** INFORMATION SHOWN follows **
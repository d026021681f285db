// SPDX-License-Identifier: Apache-2.0
// © James Ross Ω FLYING•ROBOTS <https://github.com/flyingrobots>
//! Stored field values.
use serde_json::Value as Json;

use crate::ident::DataId;

/// Value stored under one storage key of a record.
///
/// The normalized graph is flat: nested server objects are broken out into
/// their own records and referenced by id. The only nested payloads that stay
/// inline are client-synthetic plain objects, which the store treats as
/// opaque.
///
/// Invariants
/// - `Ref`/`RefList` targets are ids in the owning record source. A target
///   may be present, tombstoned, or unfetched; the reader distinguishes all
///   three.
/// - `RefList` preserves payload order and explicit null entries.
/// - An explicit server `null` for any field kind is stored as
///   `Scalar(Json::Null)`; absence of the storage key means unfetched.
#[derive(Clone, Debug, PartialEq)]
#[cfg_attr(feature = "serde", derive(serde::Serialize, serde::Deserialize))]
pub enum Value {
    /// Scalar leaf (string, number, boolean, scalar list, or explicit null).
    Scalar(Json),
    /// Client-synthetic plain object stored inline, opaque to normalization.
    Object(serde_json::Map<String, Json>),
    /// Reference to a single record.
    Ref(DataId),
    /// Ordered references to records, with nulls preserved positionally.
    RefList(Vec<Option<DataId>>),
}

impl Value {
    /// Returns `true` for an explicit stored null.
    #[must_use]
    pub fn is_null(&self) -> bool {
        matches!(self, Self::Scalar(Json::Null))
    }

    /// Returns the target id when this value is a singular reference.
    #[must_use]
    pub fn as_ref_id(&self) -> Option<&DataId> {
        match self {
            Self::Ref(id) => Some(id),
            _ => None,
        }
    }

    /// Returns the reference list when this value is plural.
    #[must_use]
    pub fn as_ref_list(&self) -> Option<&[Option<DataId>]> {
        match self {
            Self::RefList(ids) => Some(ids),
            _ => None,
        }
    }

    /// Short human-readable tag for error messages.
    #[must_use]
    pub fn kind(&self) -> &'static str {
        match self {
            Self::Scalar(Json::Null) => "null",
            Self::Scalar(_) => "scalar",
            Self::Object(_) => "object",
            Self::Ref(_) => "reference",
            Self::RefList(_) => "reference list",
        }
    }
}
** End of INFORMATION SHOWN **
● DIRECTIONS: Copy each line from the records above that includes the string "Json".

● EXERCISE RESULT:
use serde_json::Value as Json;
///   `Scalar(Json::Null)`; absence of the storage key means unfetched.
    Scalar(Json),
    Object(serde_json::Map<String, Json>),
        matches!(self, Self::Scalar(Json::Null))
            Self::Scalar(Json::Null) => "null",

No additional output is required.